Work instruction: If a line in the data holds "build", copy that line out in full.

Saved entries:
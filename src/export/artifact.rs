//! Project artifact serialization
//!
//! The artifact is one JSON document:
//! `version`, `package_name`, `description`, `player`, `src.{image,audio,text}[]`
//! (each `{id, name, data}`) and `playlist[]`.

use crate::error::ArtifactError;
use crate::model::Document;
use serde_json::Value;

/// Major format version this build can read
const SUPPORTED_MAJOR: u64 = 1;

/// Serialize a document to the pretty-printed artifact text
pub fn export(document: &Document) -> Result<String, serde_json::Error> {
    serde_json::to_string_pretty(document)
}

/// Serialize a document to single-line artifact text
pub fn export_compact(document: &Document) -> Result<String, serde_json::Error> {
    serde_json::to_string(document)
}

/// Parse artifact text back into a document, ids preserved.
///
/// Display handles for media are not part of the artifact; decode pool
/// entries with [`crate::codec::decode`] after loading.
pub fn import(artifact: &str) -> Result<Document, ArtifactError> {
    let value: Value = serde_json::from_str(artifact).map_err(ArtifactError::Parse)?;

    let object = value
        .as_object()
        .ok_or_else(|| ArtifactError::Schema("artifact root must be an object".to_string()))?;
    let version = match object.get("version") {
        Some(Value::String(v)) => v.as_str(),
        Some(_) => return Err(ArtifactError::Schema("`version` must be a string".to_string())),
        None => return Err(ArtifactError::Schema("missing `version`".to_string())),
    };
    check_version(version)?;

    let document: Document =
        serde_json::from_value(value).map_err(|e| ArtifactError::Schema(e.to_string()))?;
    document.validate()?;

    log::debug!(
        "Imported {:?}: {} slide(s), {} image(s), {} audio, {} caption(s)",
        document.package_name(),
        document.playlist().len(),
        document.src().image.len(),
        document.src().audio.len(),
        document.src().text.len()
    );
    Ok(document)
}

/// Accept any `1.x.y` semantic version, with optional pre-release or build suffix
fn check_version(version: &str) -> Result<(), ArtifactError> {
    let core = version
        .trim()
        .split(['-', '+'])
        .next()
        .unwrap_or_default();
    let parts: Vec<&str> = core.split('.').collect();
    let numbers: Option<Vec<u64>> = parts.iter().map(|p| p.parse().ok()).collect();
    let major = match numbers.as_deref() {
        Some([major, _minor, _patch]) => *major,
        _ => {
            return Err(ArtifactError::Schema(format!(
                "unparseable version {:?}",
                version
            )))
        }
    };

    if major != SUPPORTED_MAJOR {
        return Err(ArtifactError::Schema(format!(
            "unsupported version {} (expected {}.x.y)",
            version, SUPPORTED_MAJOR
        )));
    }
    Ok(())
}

--

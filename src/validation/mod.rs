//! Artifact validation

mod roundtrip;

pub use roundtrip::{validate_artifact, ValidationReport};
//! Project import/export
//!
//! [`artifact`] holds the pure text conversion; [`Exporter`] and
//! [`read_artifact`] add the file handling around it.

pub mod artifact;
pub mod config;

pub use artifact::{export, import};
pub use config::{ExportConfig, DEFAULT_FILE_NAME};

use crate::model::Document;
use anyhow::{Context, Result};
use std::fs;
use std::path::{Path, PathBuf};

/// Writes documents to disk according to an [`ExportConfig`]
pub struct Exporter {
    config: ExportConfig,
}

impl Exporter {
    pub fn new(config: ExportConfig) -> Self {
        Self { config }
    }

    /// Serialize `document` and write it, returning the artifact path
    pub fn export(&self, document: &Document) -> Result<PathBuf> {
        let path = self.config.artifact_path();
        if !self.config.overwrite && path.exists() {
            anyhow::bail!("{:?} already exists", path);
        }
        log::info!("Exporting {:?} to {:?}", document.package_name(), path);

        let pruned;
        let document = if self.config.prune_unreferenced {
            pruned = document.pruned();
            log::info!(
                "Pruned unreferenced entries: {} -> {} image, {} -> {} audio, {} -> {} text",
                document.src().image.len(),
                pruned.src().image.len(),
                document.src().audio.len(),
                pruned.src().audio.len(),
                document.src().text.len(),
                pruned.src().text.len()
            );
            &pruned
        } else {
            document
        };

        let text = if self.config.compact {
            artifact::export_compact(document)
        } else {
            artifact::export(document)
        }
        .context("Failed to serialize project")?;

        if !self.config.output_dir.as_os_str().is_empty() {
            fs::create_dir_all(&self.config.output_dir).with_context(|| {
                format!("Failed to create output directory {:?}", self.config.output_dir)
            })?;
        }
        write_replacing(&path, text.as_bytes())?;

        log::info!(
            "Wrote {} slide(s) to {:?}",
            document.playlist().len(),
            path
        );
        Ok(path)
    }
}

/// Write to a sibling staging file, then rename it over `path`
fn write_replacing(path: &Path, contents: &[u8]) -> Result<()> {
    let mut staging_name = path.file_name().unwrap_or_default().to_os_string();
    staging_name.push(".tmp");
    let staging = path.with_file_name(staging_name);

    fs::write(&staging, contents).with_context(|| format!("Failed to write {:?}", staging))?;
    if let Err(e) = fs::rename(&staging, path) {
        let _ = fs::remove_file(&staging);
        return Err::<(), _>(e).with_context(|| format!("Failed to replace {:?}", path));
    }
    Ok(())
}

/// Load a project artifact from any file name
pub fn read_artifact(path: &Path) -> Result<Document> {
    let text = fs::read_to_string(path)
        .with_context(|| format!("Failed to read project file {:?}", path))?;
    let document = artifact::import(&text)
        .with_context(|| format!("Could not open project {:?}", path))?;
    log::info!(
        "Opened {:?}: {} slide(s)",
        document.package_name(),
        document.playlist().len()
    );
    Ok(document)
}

Your solution:
/// Major format version this build can read
/// Accept any `1.x.y` semantic version, with optional pre-release or build suffix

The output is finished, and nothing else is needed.